El día temido llegó por fin. ¿Y si en el último momento me caía, tropezaba, me equivocaba,
fallaba...? Media hora antes de dar la entrada al público, estaba ya en el escenario vestida con el
uniforme del colegio, que ese día mi madre había lavado y planchado impecablemente
recomendándome no sentarme, no mancharlo, no arrugarlo... Apartada, en un rincón, repetía bajito:

- Cuando pasa el Nazareno

de la túnica morada,

con la frente ensangrentada...

Llegaba hasta ahí, había olvidado el resto. Tenía que echar una ojeada al papel para leer aquello de:

-...la mirada de Dios bueno

y la soga al cuello echada...

Después podía seguir sin problemas, lo que no solucionaba el que siempre me atascase en el
mismo sitio.

El murmullo de la gente entrando en el teatro me devolvió a la realidad y agudizó mi angustia.
Con mucho cuidado, abrí una rendija por una esquina del telón y contemplé la creciente animación
del público que buscaba sitio. Movían las sillas, se saludaban, reían ajenos a la febril actividad y
nerviosismo que reinaba entre bambalinas. El escenario se había ido llenando con las alumnas de
segundo de bachillerato, vestidas con un traje regional de alguna zona imprecisa de Castilla o
Galicia, bastante conocido en el colegio porque era el único existente en los vestuarios del teatro.
Llevaban todas faldas rojas de paño sobre enaguas almidonadas, corpiños negros, blusas blancas
y zapatillas de esparto, atadas con cintas sobre las medias; sin olvidar los pololos, claro, que
tapaban pudorosamente sus piernas hasta las rodillas. Nos sabíamos de memoria aquel
baile, porque abría con frecuencia actos teatrales y celebraciones, al que llamábamos “El Paloteo”.
Sonaron tres timbres y el corazón me golpeó con fuerza en las sienes. Todavía estaba a tiempo.
Podía bajar disimuladamente por la escalerilla que desembocaba en el patio de butacas y
escabullirme hasta la salida.
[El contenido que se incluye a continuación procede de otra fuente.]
//! Miscellaneous helper utilities.

use crate::errors::{AppError, Result};
use bigdecimal::BigDecimal;
use ethers::types::U256;
use num_bigint::BigInt;
use num_traits::{Signed, Zero};
use tracing_subscriber::{EnvFilter, fmt};

/// Initialize `tracing` subscriber with env-based filter.
///
/// If `RUST_LOG` is not set, defaults to `info` level.
pub fn init_logging() {
    let filter = EnvFilter::try_from_default_env().unwrap_or_else(|_| EnvFilter::new("info"));
    fmt::Subscriber::builder()
        .with_env_filter(filter)
        .with_target(false)
        .init();
}

/// Convert a raw token amount into a decimal using the token's decimals.
pub fn to_decimal(raw: U256, decimals: u8) -> BigDecimal {
    let digits = BigInt::parse_bytes(raw.to_string().as_bytes(), 10).unwrap_or_default();
    BigDecimal::new(digits, decimals as i64)
}

/// Convert a decimal amount back to raw token units.
///
/// Fails on negative amounts and on more fractional digits than the token supports.
pub fn to_units(amount: &BigDecimal, decimals: u8) -> Result<U256> {
    if amount.is_negative() {
        return Err(AppError::Amount(format!("negative amount {amount}")));
    }
    let (digits, scale) = amount.normalized().as_bigint_and_exponent();
    if scale > decimals as i64 {
        return Err(AppError::Amount(format!(
            "{amount} has more than {decimals} decimal places"
        )));
    }
    let shift = (decimals as i64 - scale) as u32;
    let raw = digits * BigInt::from(10u32).pow(shift);
    U256::from_dec_str(&raw.to_string())
        .map_err(|e| AppError::Amount(format!("{amount} does not fit in uint256: {e}")))
}

/// Clamp a stored quantity at zero.
pub fn non_negative(value: BigDecimal) -> BigDecimal {
    if value.is_negative() {
        BigDecimal::zero()
    } else {
        value
    }
}

/// Seconds since the unix epoch.
pub fn unix_now() -> u64 {
    std::time::SystemTime::now()
        .duration_since(std::time::UNIX_EPOCH)
        .map(|d| d.as_secs())
        .unwrap_or(0)
}
//! Configuration loader and application settings.

use crate::errors::{AppError, Result};
use ethers::types::Address;
use std::path::PathBuf;
use std::time::Duration;
use url::Url;

const DEFAULT_REGISTRY_PATH: &str = "pools.json";
const DEFAULT_RESYNC_SECS: u64 = 15;
const DEFAULT_EXPIRY_GRACE_SECS: u64 = 300;

/// Consolidated application configuration.
#[derive(Debug, Clone)]
pub struct AppConfig {
    /// WebSocket endpoint of the node.
    pub rpc_ws_url: Url,
    /// Pools to load in addition to the registry.
    pub pool_addresses: Vec<Address>,
    /// Connected account; commits it creates are tracked as pending.
    pub account: Option<Address>,
    /// JSON file of imported pools.
    pub registry_path: PathBuf,
    pub resync_interval: Duration,
    /// How long past its upkeep deadline a pending commit is kept.
    pub expiry_grace: Duration,
}

impl AppConfig {
    /// Load configuration from the process environment.
    pub fn load() -> Result<Self> {
        Self::from_lookup(|key| std::env::var(key).ok())
    }

    /// Load configuration through `lookup`; empty values count as unset.
    pub fn from_lookup<F>(lookup: F) -> Result<Self>
    where
        F: Fn(&str) -> Option<String>,
    {
        let get = |key: &str| lookup(key).filter(|v| !v.trim().is_empty());

        let rpc_ws_url = get("RPC_WS_URL")
            .ok_or_else(|| AppError::Config("set RPC_WS_URL to the node websocket endpoint".into()))?;
        let rpc_ws_url = Url::parse(rpc_ws_url.trim())?;
        if !matches!(rpc_ws_url.scheme(), "ws" | "wss") {
            return Err(AppError::Config(format!(
                "RPC_WS_URL must be a ws:// or wss:// url, got {rpc_ws_url}"
            )));
        }

        let pool_addresses = match get("POOL_ADDRESSES") {
            Some(raw) => raw
                .split(',')
                .map(str::trim)
                .filter(|s| !s.is_empty())
                .map(|s| parse_address("POOL_ADDRESSES", s))
                .collect::<Result<Vec<_>>>()?,
            None => Vec::new(),
        };

        let account = get("ACCOUNT")
            .map(|s| parse_address("ACCOUNT", s.trim()))
            .transpose()?;

        let registry_path = get("POOL_REGISTRY_PATH")
            .map(PathBuf::from)
            .unwrap_or_else(|| PathBuf::from(DEFAULT_REGISTRY_PATH));

        let resync_interval = Duration::from_secs(parse_secs(
            get("RESYNC_INTERVAL_SECS"),
            "RESYNC_INTERVAL_SECS",
            DEFAULT_RESYNC_SECS,
        )?);
        if resync_interval.is_zero() {
            return Err(AppError::Config("RESYNC_INTERVAL_SECS must be positive".into()));
        }
        let expiry_grace = Duration::from_secs(parse_secs(
            get("EXPIRY_GRACE_SECS"),
            "EXPIRY_GRACE_SECS",
            DEFAULT_EXPIRY_GRACE_SECS,
        )?);

        Ok(Self {
            rpc_ws_url,
            pool_addresses,
            account,
            registry_path,
            resync_interval,
            expiry_grace,
        })
    }
}

fn parse_address(key: &str, raw: &str) -> Result<Address> {
    raw.parse()
        .map_err(|e| AppError::Config(format!("{key}: invalid address {raw}: {e}")))
}

fn parse_secs(raw: Option<String>, key: &str, default: u64) -> Result<u64> {
    match raw {
        Some(raw) => raw
            .trim()
            .parse()
            .map_err(|e| AppError::Config(format!("{key} must be a whole number of seconds: {e}"))),
        None => Ok(default),
    }
}
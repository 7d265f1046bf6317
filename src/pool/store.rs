//! Authoritative pool map.
//!
//! The store has a single owner (the engine). Every mutation replaces the
//! affected pool record and publishes the whole map through a `watch`
//! channel, so readers only ever see complete records.

use crate::models::{BalanceKind, Side, TokenKind};
use crate::pool::state::{PoolSnapshot, TokenBalance};
use crate::utils::non_negative;
use bigdecimal::BigDecimal;
use ethers::types::Address;
use std::collections::HashMap;
use std::sync::Arc;
use tokio::sync::watch;
use tracing::{debug, info};

/// Published view of every known pool.
#[derive(Clone, Debug, Default)]
pub struct PoolsState {
    pub pools: HashMap<Address, PoolSnapshot>,
    /// Set once the initial pool fetch has produced at least one pool.
    pub initialised: bool,
}

pub type PoolMap = Arc<PoolsState>;

/// Mutations accepted by the store.
#[derive(Clone, Debug)]
pub enum PoolUpdate {
    Upsert(PoolSnapshot),
    BalanceDelta {
        pool: Address,
        side: Side,
        kind: BalanceKind,
        delta: BigDecimal,
    },
    SetSubscribed {
        pool: Address,
        value: bool,
    },
    SetTokenBalances {
        pool: Address,
        balances: Vec<TokenBalance>,
    },
    SetTokenApproved {
        pool: Address,
        token: TokenKind,
        value: bool,
    },
    SetInitialised(bool),
}

pub struct PoolStateStore {
    state: PoolMap,
    tx: watch::Sender<PoolMap>,
}

impl Default for PoolStateStore {
    fn default() -> Self {
        Self::new()
    }
}

impl PoolStateStore {
    pub fn new() -> Self {
        let state: PoolMap = Arc::new(PoolsState::default());
        let (tx, _rx) = watch::channel(state.clone());
        Self { state, tx }
    }

    /// Receiver that always holds the latest published map.
    pub fn subscribe(&self) -> watch::Receiver<PoolMap> {
        self.tx.subscribe()
    }

    pub fn snapshot(&self) -> PoolMap {
        self.state.clone()
    }

    pub fn get_snapshot(&self, pool: &Address) -> Option<&PoolSnapshot> {
        self.state.pools.get(pool)
    }

    pub fn apply(&mut self, update: PoolUpdate) -> bool {
        match update {
            PoolUpdate::Upsert(snapshot) => {
                self.upsert_pool(snapshot);
                true
            }
            PoolUpdate::BalanceDelta {
                pool,
                side,
                kind,
                delta,
            } => self.apply_balance_delta(&pool, side, kind, &delta),
            PoolUpdate::SetSubscribed { pool, value } => self.set_subscribed(&pool, value),
            PoolUpdate::SetTokenBalances { pool, balances } => {
                self.set_token_balances(&pool, &balances)
            }
            PoolUpdate::SetTokenApproved { pool, token, value } => {
                self.set_token_approved(&pool, token, value)
            }
            PoolUpdate::SetInitialised(value) => {
                self.set_initialised(value);
                true
            }
        }
    }

    /// Insert a pool or replace its chain-derived fields.
    pub fn upsert_pool(&mut self, mut snapshot: PoolSnapshot) {
        let state = Arc::make_mut(&mut self.state);
        if let Some(previous) = state.pools.get(&snapshot.address) {
            snapshot.merge_local(previous);
        } else {
            info!(pool = ?snapshot.address, name = %snapshot.name, "[STORE] pool added");
        }
        state.pools.insert(snapshot.address, snapshot);
        self.publish();
    }

    /// Add `delta` to one quantity of a pool side.
    ///
    /// Settlement balances and supplies clamp at zero; the pending aggregate is signed.
    /// Unknown pools are ignored.
    pub fn apply_balance_delta(
        &mut self,
        pool: &Address,
        side: Side,
        kind: BalanceKind,
        delta: &BigDecimal,
    ) -> bool {
        let changed = self.modify(pool, |snapshot| {
            let slot = snapshot.quantity_mut(side, kind);
            let next = &*slot + delta;
            *slot = match kind {
                BalanceKind::Pending => next,
                BalanceKind::Settlement | BalanceKind::Supply => non_negative(next),
            };
            true
        });
        if !changed {
            debug!(?pool, ?side, ?kind, "[STORE] delta for unknown pool ignored");
        }
        changed
    }

    /// Only the `false -> true` transition is accepted.
    pub fn set_subscribed(&mut self, pool: &Address, value: bool) -> bool {
        self.modify(pool, |snapshot| {
            if snapshot.subscribed || !value {
                return false;
            }
            snapshot.subscribed = true;
            true
        })
    }

    pub fn set_token_balances(&mut self, pool: &Address, balances: &[TokenBalance]) -> bool {
        self.modify(pool, |snapshot| {
            for entry in balances {
                let token = snapshot.token_mut(entry.kind);
                token.balance = entry.balance.clone();
                token.approved = entry.approved;
            }
            !balances.is_empty()
        })
    }

    pub fn set_token_approved(&mut self, pool: &Address, token: TokenKind, value: bool) -> bool {
        self.modify(pool, |snapshot| {
            let token = snapshot.token_mut(token);
            let changed = token.approved != value;
            token.approved = value;
            changed
        })
    }

    pub fn set_initialised(&mut self, value: bool) {
        Arc::make_mut(&mut self.state).initialised = value;
        self.publish();
    }

    /// Copy the record, mutate the copy, swap it in and publish if `f` reports a change.
    fn modify<F>(&mut self, pool: &Address, f: F) -> bool
    where
        F: FnOnce(&mut PoolSnapshot) -> bool,
    {
        let Some(current) = self.state.pools.get(pool) else {
            return false;
        };
        let mut next = current.clone();
        if !f(&mut next) {
            return false;
        }
        Arc::make_mut(&mut self.state).pools.insert(*pool, next);
        self.publish();
        true
    }

    fn publish(&self) {
        self.tx.send_replace(self.state.clone());
    }
}
//! Imported pool addresses, persisted as a JSON file.

use crate::errors::Result;
use ethers::types::Address;
use serde::{Deserialize, Serialize};
use std::collections::BTreeSet;
use std::path::{Path, PathBuf};
use tokio::fs;
use tracing::{debug, info};

#[derive(Debug, Default, Serialize, Deserialize)]
struct RegistryFile {
    pools: BTreeSet<Address>,
}

#[derive(Debug)]
pub struct PoolRegistry {
    path: PathBuf,
    pools: BTreeSet<Address>,
}

impl PoolRegistry {
    /// Read the registry at `path`. A missing file is an empty registry.
    pub async fn load(path: impl AsRef<Path>) -> Result<Self> {
        let path = path.as_ref().to_path_buf();
        let pools = if fs::try_exists(&path).await? {
            let raw = fs::read(&path).await?;
            serde_json::from_slice::<RegistryFile>(&raw)?.pools
        } else {
            debug!(path = %path.display(), "[INIT] no pool registry yet");
            BTreeSet::new()
        };
        info!(path = %path.display(), pools = pools.len(), "[INIT] pool registry loaded");
        Ok(Self { path, pools })
    }

    pub fn addresses(&self) -> impl Iterator<Item = Address> + '_ {
        self.pools.iter().copied()
    }

    pub fn contains(&self, pool: &Address) -> bool {
        self.pools.contains(pool)
    }

    /// Add pools and write the file if anything new was added.
    /// Returns the number of newly adopted pools.
    pub async fn adopt(&mut self, pools: impl IntoIterator<Item = Address>) -> Result<usize> {
        let added = pools
            .into_iter()
            .filter(|pool| self.pools.insert(*pool))
            .count();
        if added > 0 {
            self.save().await?;
            info!(added, total = self.pools.len(), "[INIT] pools adopted");
        }
        Ok(added)
    }

    async fn save(&self) -> Result<()> {
        let file = RegistryFile {
            pools: self.pools.clone(),
        };
        let raw = serde_json::to_vec_pretty(&file)?;
        fs::write(&self.path, raw).await?;
        Ok(())
    }
}
#[cfg(test)]
mod tests {
    use super::*;
    use crate::pool::BalanceOverSupply;
    use crate::pool::state::fixtures::{addr, btc_pool};
    use ethers::types::H256;

    const ACCOUNT: u8 = 0xee;

    struct Harness {
        store: PoolStateStore,
        ledger: PendingCommitLedger,
        reconciler: CommitReconciler,
        next_log: u64,
    }

    impl Harness {
        fn new() -> Self {
            let mut store = PoolStateStore::new();
            store.upsert_pool(btc_pool(addr(0xaa)));
            Self {
                store,
                ledger: PendingCommitLedger::new(),
                reconciler: CommitReconciler::new(),
                next_log: 0,
            }
        }

        fn log(&mut self) -> LogKey {
            self.next_log += 1;
            LogKey {
                block_number: self.next_log,
                tx_hash: H256::from_low_u64_be(self.next_log),
                log_index: 0,
            }
        }

        fn send_at(&mut self, log: LogKey, kind: CommitEventKind) -> Vec<Notice> {
            let event = CommitEvent {
                pool: addr(0xaa),
                log,
                kind,
            };
            let mut ctx = ReconcileContext {
                store: &mut self.store,
                ledger: &mut self.ledger,
                account: Some(addr(ACCOUNT)),
                pricing: &BalanceOverSupply,
            };
            self.reconciler.apply(event, &mut ctx)
        }

        fn send(&mut self, kind: CommitEventKind) -> Vec<Notice> {
            let log = self.log();
            self.send_at(log, kind)
        }

        fn pool(&self) -> crate::pool::PoolSnapshot {
            self.store.get_snapshot(&addr(0xaa)).unwrap().clone()
        }
    }

    fn created(id: u128, amount: u64, ty: CommitType, sender: u8) -> CommitEventKind {
        CommitEventKind::Created {
            id,
            amount: U256::from(amount) * U256::exp10(6),
            commit_type: ty,
            sender: Some(addr(sender)),
        }
    }

    fn executed(id: u128, amount: u64, ty: CommitType) -> CommitEventKind {
        CommitEventKind::Executed {
            id,
            amount: U256::from(amount) * U256::exp10(6),
            commit_type: ty,
        }
    }

    fn removed(id: u128, amount: u64, ty: CommitType) -> CommitEventKind {
        CommitEventKind::Removed {
            id,
            amount: U256::from(amount) * U256::exp10(6),
            commit_type: ty,
        }
    }

    #[test]
    fn own_commit_is_recorded_then_executed() {
        let mut h = Harness::new();
        let key = CommitKey {
            pool: addr(0xaa),
            id: 7,
        };

        let notices = h.send(created(7, 100, CommitType::LongMint, ACCOUNT));
        assert!(matches!(notices.as_slice(), [Notice::CommitPending(_)]));
        assert!(h.ledger.get(&key).is_some());
        assert_eq!(h.pool().pending_long, BigDecimal::from(100));

        let notices = h.send(executed(7, 100, CommitType::LongMint));
        assert_eq!(notices, vec![Notice::CommitExecuted(key)]);
        assert!(h.ledger.get(&key).is_none());

        let pool = h.pool();
        assert_eq!(pool.long_balance, BigDecimal::from(1100));
        assert_eq!(pool.long_token.supply, BigDecimal::from(550));
        assert_eq!(pool.pending_long, BigDecimal::zero());
    }

    #[test]
    fn other_accounts_only_move_the_aggregate() {
        let mut h = Harness::new();
        let notices = h.send(created(1, 40, CommitType::ShortMint, 0x11));
        assert!(notices.is_empty());
        assert!(h.ledger.is_empty());
        assert_eq!(h.pool().pending_short, BigDecimal::from(40));
    }

    #[test]
    fn duplicate_log_is_applied_once() {
        let mut h = Harness::new();
        let log = h.log();
        h.send_at(log, created(1, 40, CommitType::LongBurn, 0x11));
        h.send_at(log, created(1, 40, CommitType::LongBurn, 0x11));
        assert_eq!(h.pool().pending_long, BigDecimal::from(-40));
    }

    #[test]
    fn removal_keeps_settled_balances() {
        let mut h = Harness::new();
        let key = CommitKey {
            pool: addr(0xaa),
            id: 3,
        };
        h.send(created(3, 25, CommitType::ShortBurn, ACCOUNT));
        let notices = h.send(removed(3, 25, CommitType::ShortBurn));

        assert_eq!(notices, vec![Notice::CommitCancelled(key)]);
        let pool = h.pool();
        assert_eq!(pool.short_balance, BigDecimal::from(1000));
        assert_eq!(pool.pending_short, BigDecimal::zero());
    }

    #[test]
    fn burn_execution_redeems_at_token_price() {
        let mut h = Harness::new();
        h.send(created(4, 100, CommitType::LongBurn, 0x11));
        h.send(executed(4, 100, CommitType::LongBurn));

        let pool = h.pool();
        // price 2: 100 tokens redeem 200 quote
        assert_eq!(pool.long_balance, BigDecimal::from(800));
        assert_eq!(pool.long_token.supply, BigDecimal::from(400));
        assert_eq!(pool.pending_long, BigDecimal::zero());
    }

    #[test]
    fn unseen_ids_are_ignored() {
        let mut h = Harness::new();
        assert!(h.send(executed(42, 10, CommitType::LongMint)).is_empty());
        assert!(h.send(removed(43, 10, CommitType::LongMint)).is_empty());
        let pool = h.pool();
        assert_eq!(pool.long_balance, BigDecimal::from(1000));
        assert_eq!(pool.pending_long, BigDecimal::zero());
    }

    #[test]
    fn aggregate_equals_sum_of_unmatched_creations() {
        let mut h = Harness::new();
        h.send(created(1, 10, CommitType::LongMint, 0x11));
        h.send(created(2, 20, CommitType::LongMint, ACCOUNT));
        h.send(created(3, 5, CommitType::LongBurn, 0x12));
        h.send(created(4, 7, CommitType::ShortMint, 0x11));
        h.send(executed(1, 10, CommitType::LongMint));
        h.send(removed(4, 7, CommitType::ShortMint));
        // second delivery of an execution under a new log must not double count
        h.send(executed(1, 10, CommitType::LongMint));

        let pool = h.pool();
        assert_eq!(pool.pending_long, BigDecimal::from(20 - 5));
        assert_eq!(pool.pending_short, BigDecimal::zero());
        assert_eq!(h.reconciler.open_commits(), 2);
    }

    #[test]
    fn failure_event_broadcasts_generic_notice() {
        let mut h = Harness::new();
        h.send(created(1, 10, CommitType::LongMint, ACCOUNT));
        let notices = h.send(CommitEventKind::Failed);
        assert_eq!(notices, vec![Notice::CommitMayHaveFailed { pool: addr(0xaa) }]);
        assert_eq!(h.ledger.len(), 1);
    }

    #[test]
    fn closed_commits_release_their_creation_logs() {
        let mut h = Harness::new();
        for id in 0..50 {
            h.send(created(id, 10, CommitType::LongMint, 0x11));
            if id % 2 == 0 {
                h.send(executed(id, 10, CommitType::LongMint));
            } else {
                h.send(removed(id, 10, CommitType::LongMint));
            }
        }
        assert_eq!(h.reconciler.open_commits(), 0);
        assert_eq!(h.reconciler.tracked_logs(), 0);
        assert_eq!(h.pool().pending_long, BigDecimal::zero());
        assert_eq!(h.reconciler.last_block(&addr(0xaa)), Some(100));
    }

    #[test]
    fn creation_redelivered_after_execution_is_ignored() {
        let mut h = Harness::new();
        let log = h.log();
        h.send_at(log, created(1, 30, CommitType::ShortMint, 0x11));
        h.send(executed(1, 30, CommitType::ShortMint));
        assert_eq!(h.reconciler.tracked_logs(), 0);

        h.send_at(log, created(1, 30, CommitType::ShortMint, 0x11));
        assert_eq!(h.pool().pending_short, BigDecimal::zero());
        assert_eq!(h.reconciler.open_commits(), 0);
    }

    #[test]
    fn events_already_in_the_snapshot_leave_quantities_alone() {
        let mut h = Harness::new();
        h.send(created(1, 100, CommitType::LongMint, ACCOUNT));

        // refetch at block 5 already reflects the execution
        let mut fetched = btc_pool(addr(0xaa));
        fetched.synced_block = 5;
        fetched.long_balance = BigDecimal::from(1100);
        fetched.long_token.supply = BigDecimal::from(550);
        h.store.upsert_pool(fetched);

        let log = LogKey {
            block_number: 4,
            tx_hash: H256::repeat_byte(0x44),
            log_index: 0,
        };
        let notices = h.send_at(log, executed(1, 100, CommitType::LongMint));

        assert_eq!(
            notices,
            vec![Notice::CommitExecuted(CommitKey {
                pool: addr(0xaa),
                id: 1
            })]
        );
        let pool = h.pool();
        assert_eq!(pool.long_balance, BigDecimal::from(1100));
        assert_eq!(pool.long_token.supply, BigDecimal::from(550));
        assert_eq!(pool.pending_long, BigDecimal::zero());
        assert_eq!(h.reconciler.open_commits(), 0);
    }

    #[test]
    fn events_for_unknown_pools_are_dropped() {
        let mut h = Harness::new();
        let log = h.log();
        let mut ctx = ReconcileContext {
            store: &mut h.store,
            ledger: &mut h.ledger,
            account: Some(addr(ACCOUNT)),
            pricing: &BalanceOverSupply,
        };
        let event = CommitEvent {
            pool: addr(0x55),
            log,
            kind: created(1, 10, CommitType::LongMint, ACCOUNT),
        };
        assert!(h.reconciler.apply(event, &mut ctx).is_empty());
        assert!(h.ledger.is_empty());
        assert!(h.store.get_snapshot(&addr(0x55)).is_none());
    }
}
En aquel momento nadie lo notaría y estaría a salvo de la humillación
y el ridículo ante tanta gente. Se apagaron las luces y el murmullo del público fue decreciendo.
El telón empezó a abrirse pesadamente, con un sordo chirrido de poleas. Los focos del escenario
se encendieron y un rosado resplandor iluminó a las bailarinas que aguantaban inmóviles con
los palos sobre sus cabezas. Cuando sonó el primer acorde de la música, las chicas lo
acompañaron con un sordo golpe de los palos y empezó el baile. Yo intentaba recordar
la poesía inútilmente. Había dejado las hojas al otro lado del telón y no había paso por detrás
del decorado para poder recuperarlas. Miré a sor Amparo, que contemplaba el baile con una
sonrisa embobada y tiré con cuidado de la ancha manga de su hábito.

- No me acuerdo - dije.

Ella ni siquiera me miró. Mi susurro había sido ahogado por el ruido de la música y los golpes de
los palos. Me resigné a mi suerte. Me colocaría donde se me había dicho y, si no recuperaba
la memoria, saldría corriendo y jamás se me ocurriría volver a subirme a un escenario, lugar
que me parecía reservado para personas con un formidable talento, que a mí se me había negado.
Los aplausos del público me hicieron dar un respingo. Sor Amparo murmuró a mi oído:

- Preparada.

Se hizo un oscuro y noté que me empujaban. Salí tropezando en la oscuridad. Una luz mortecina
me llegaba de las cajas y me situé en mi lugar ante el telón. ¿”Cuando pasa el Nazareno”, qué?,
repetía yo mentalmente. La luz de un cenital, me cegó. Intenté mirar a través del resplandor, cosa
imposible, porque ante mí se abría una especie de agujero negro, silencioso, abismal. Era como si
toda la gente que ocupaba el recinto hubiera desaparecido, borrada por algún espíritu compasivo.
De reojo, veía a sor Amparo hacerme gestos y apuntarme el principio de la poesía, aquello de
“cuando pasa el Nazareno” con un tono urgente y preocupado. Abrí la boca, dudaba de mi
capacidad de emitir sonido alguno. Unas toses en el público me hicieron recordar que el monstruo
de cien cabezas, que se sentaba abajo, seguía presente aunque yo no pudiese verlo.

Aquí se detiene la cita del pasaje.